Dimpling of the skin on the breast is known as peau d ’orange, a French term meaning skin of an orange, and is a red flag for inflammatory breast cancer (IBC). Although rare, IBC is an aggressive disease that is not usually associated with a lump in the breast tissue and can be overlooked on a mammogram. Thickening of the skin on the breast with dimpling and swelling of the breast tissue is also a possibility with lobular carcinoma.

Swollen Lymph Nodes in the Armpits

Enlarged lymph nodes in the armpits can signal that an infection or disease has spread into the lymphatic tissue with no changes to the breast. Most often people will feel mild discomfort under the arm or in more serious cases, in the base of the neck.

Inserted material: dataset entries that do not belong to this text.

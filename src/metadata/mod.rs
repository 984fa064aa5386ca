//! Capture date extraction.
//!
//! Uses kamadak-exif for still images (JPEG, TIFF-based RAW, HEIF, PNG,
//! WebP) and lofty for audio recording dates. Anything without an
//! embedded date falls back to the filesystem modification time.

use chrono::{DateTime, Local, NaiveDate, NaiveDateTime};
use lofty::file::TaggedFileExt;
use lofty::probe::Probe;
use lofty::tag::{Accessor, ItemKey};
use std::fs::File;
use std::io::BufReader;
use std::path::Path;
use std::time::SystemTime;

use crate::error::{Error, Result};
use crate::model::MediaType;

/// EXIF tags to try, most specific first.
const EXIF_DATE_TAGS: [exif::Tag; 3] = [
    exif::Tag::DateTimeOriginal,
    exif::Tag::DateTimeDigitized,
    exif::Tag::DateTime,
];

/// Best-available capture date for a file.
///
/// Never fails: extraction errors degrade to the modification time.
pub fn capture_date(
    path: &Path,
    media_type: MediaType,
    modified_at: Option<SystemTime>,
) -> Option<NaiveDateTime> {
    match read_embedded_date(path, media_type) {
        Ok(Some(date)) => return Some(date),
        Ok(None) => {}
        Err(e) => {
            tracing::debug!(target: "metadata", path = %path.display(), error = %e, "No embedded date, using mtime");
        }
    }
    modified_at.map(system_time_to_local)
}

/// Read a date embedded in the file itself.
pub fn read_embedded_date(path: &Path, media_type: MediaType) -> Result<Option<NaiveDateTime>> {
    match media_type {
        MediaType::Image | MediaType::RawImage => read_exif_date(path),
        MediaType::Audio => read_audio_date(path),
        MediaType::Video | MediaType::Unknown => Ok(None),
    }
}

fn read_exif_date(path: &Path) -> Result<Option<NaiveDateTime>> {
    let file = File::open(path)?;
    let mut reader = BufReader::new(file);
    let exif = exif::Reader::new()
        .read_from_container(&mut reader)
        .map_err(|e| Error::metadata(path, e.to_string()))?;

    for tag in EXIF_DATE_TAGS {
        let Some(field) = exif.get_field(tag, exif::In::PRIMARY) else {
            continue;
        };
        if let exif::Value::Ascii(ref values) = field.value
            && let Some(raw) = values.first()
            && let Ok(dt) = exif::DateTime::from_ascii(raw)
            && let Some(date) = exif_to_naive(&dt)
        {
            return Ok(Some(date));
        }
    }
    Ok(None)
}

fn exif_to_naive(dt: &exif::DateTime) -> Option<NaiveDateTime> {
    NaiveDate::from_ymd_opt(dt.year.into(), dt.month.into(), dt.day.into())?.and_hms_opt(
        dt.hour.into(),
        dt.minute.into(),
        dt.second.into(),
    )
}

fn read_audio_date(path: &Path) -> Result<Option<NaiveDateTime>> {
    let tagged_file = Probe::open(path)
        .map_err(|e| Error::metadata(path, e.to_string()))?
        .read()
        .map_err(|e| Error::metadata(path, e.to_string()))?;

    let Some(tag) = tagged_file
        .primary_tag()
        .or_else(|| tagged_file.first_tag())
    else {
        return Ok(None);
    };

    if let Some(date) = tag
        .get_string(&ItemKey::RecordingDate)
        .and_then(parse_tag_date)
    {
        return Ok(Some(date));
    }

    Ok(tag
        .year()
        .and_then(|y| NaiveDate::from_ymd_opt(y as i32, 1, 1))
        .and_then(|d| d.and_hms_opt(0, 0, 0)))
}

/// Parse the date formats commonly found in audio tags.
pub(crate) fn parse_tag_date(value: &str) -> Option<NaiveDateTime> {
    let value = value.trim();
    for format in ["%Y-%m-%dT%H:%M:%S", "%Y-%m-%d %H:%M:%S", "%Y-%m-%dT%H:%M"] {
        if let Ok(dt) = NaiveDateTime::parse_from_str(value, format) {
            return Some(dt);
        }
    }
    if let Ok(date) = NaiveDate::parse_from_str(value, "%Y-%m-%d") {
        return date.and_hms_opt(0, 0, 0);
    }
    value
        .get(..4)
        .and_then(|y| y.parse::<i32>().ok())
        .and_then(|y| NaiveDate::from_ymd_opt(y, 1, 1))
        .and_then(|d| d.and_hms_opt(0, 0, 0))
}

/// Convert a filesystem timestamp to local wall-clock time.
pub fn system_time_to_local(time: SystemTime) -> NaiveDateTime {
    DateTime::<Local>::from(time).naive_local()
}

#[cfg(test)]
mod tests {
    use super::*;
    use tempfile::tempdir;

    /// Minimal little-endian TIFF with a single IFD0 `DateTime` entry.
    fn tiff_with_date(date: &str) -> Vec<u8> {
        let mut value = date.as_bytes().to_vec();
        value.push(0);
        let mut data = Vec::new();
        data.extend_from_slice(b"II");
        data.extend_from_slice(&42u16.to_le_bytes());
        data.extend_from_slice(&8u32.to_le_bytes());
        // IFD0: one entry
        data.extend_from_slice(&1u16.to_le_bytes());
        data.extend_from_slice(&0x0132u16.to_le_bytes());
        data.extend_from_slice(&2u16.to_le_bytes());
        data.extend_from_slice(&(value.len() as u32).to_le_bytes());
        data.extend_from_slice(&26u32.to_le_bytes());
        data.extend_from_slice(&0u32.to_le_bytes());
        data.extend_from_slice(&value);
        data
    }

    #[test]
    fn test_reads_exif_date_from_tiff() {
        let dir = tempdir().unwrap();
        let path = dir.path().join("scan.tif");
        std::fs::write(&path, tiff_with_date("2021:06:15 10:30:45")).unwrap();

        let date = read_embedded_date(&path, MediaType::Image).unwrap().unwrap();
        assert_eq!(date.to_string(), "2021-06-15 10:30:45");
    }

    #[test]
    fn test_falls_back_to_mtime_for_bogus_image() {
        let dir = tempdir().unwrap();
        let path = dir.path().join("broken.jpg");
        std::fs::write(&path, b"not really a jpeg").unwrap();

        let mtime = SystemTime::UNIX_EPOCH + std::time::Duration::from_secs(1_600_000_000);
        let date = capture_date(&path, MediaType::Image, Some(mtime));
        assert_eq!(date, Some(system_time_to_local(mtime)));
    }

    #[test]
    fn test_video_uses_mtime() {
        let mtime = SystemTime::UNIX_EPOCH + std::time::Duration::from_secs(1_500_000_000);
        let date = capture_date(Path::new("/nowhere/clip.mp4"), MediaType::Video, Some(mtime));
        assert_eq!(date, Some(system_time_to_local(mtime)));
    }

    #[test]
    fn test_no_date_at_all() {
        assert_eq!(
            capture_date(Path::new("/nowhere/clip.mp4"), MediaType::Video, None),
            None
        );
    }

    #[test]
    fn test_parse_tag_date_formats() {
        assert_eq!(
            parse_tag_date("2019-03-04T05:06:07").unwrap().to_string(),
            "2019-03-04 05:06:07"
        );
        assert_eq!(
            parse_tag_date("2019-03-04").unwrap().to_string(),
            "2019-03-04 00:00:00"
        );
        assert_eq!(
            parse_tag_date("1999").unwrap().to_string(),
            "1999-01-01 00:00:00"
        );
        assert!(parse_tag_date("someday").is_none());
    }
}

A Sore on the Breast That Isn’t Healing

Persistent skin changes to the nipple including red, scaly or flaky skin on or around the nipple can be a sign of Paget’s disease of the breast. This rare form of breast cancer originates in the nipple, is typically non-invasive and is most often diagnosed in those between the age of 70 and 80 years old.

Tenderness or Redness

Inflammatory breast cancers cause redness and swelling as the disease blocks the lymphatic vessels of the skin. Symptoms can range from a rash and the breast feeling warm to the touch to breast tenderness, itching and thickening of the skin.

Breast Pain with No Lump

While not all breast pain is associated with cancer, it is still cause for concern. It can be associated with various conditions including water retention and hormonal changed during menstruation, a breast infection or injury, pregnancy or breastfeeding, or because of a medication. If your breast pain continues daily for more than a couple of weeks, occurs in one specific area of the breast, or seems to be getting worse over time, see your doctor.

Breast pain and menstruation are closely aligned and occur more often in premenopausal women than those who have already gone through menopause. While breast pain can occur with breast cancer, it’s often not a symptom, but could indicate a potential heart problem if it occurs in the left breast due to its proximity to the heart.

When detected early, breast cancer survival rates are higher, which is why annual mammograms are so important, in addition to paying attention to changes in your body. If you are concerned about your risk of breast cancer, have a lump, pain or any other symptoms, don’t wait to talk to your doctor. It’s important to maintain self-breast exams at home, see your doctor annually for a physical assessment and begin mammograms at the age 40, unless your doctor suggest you begin earlier.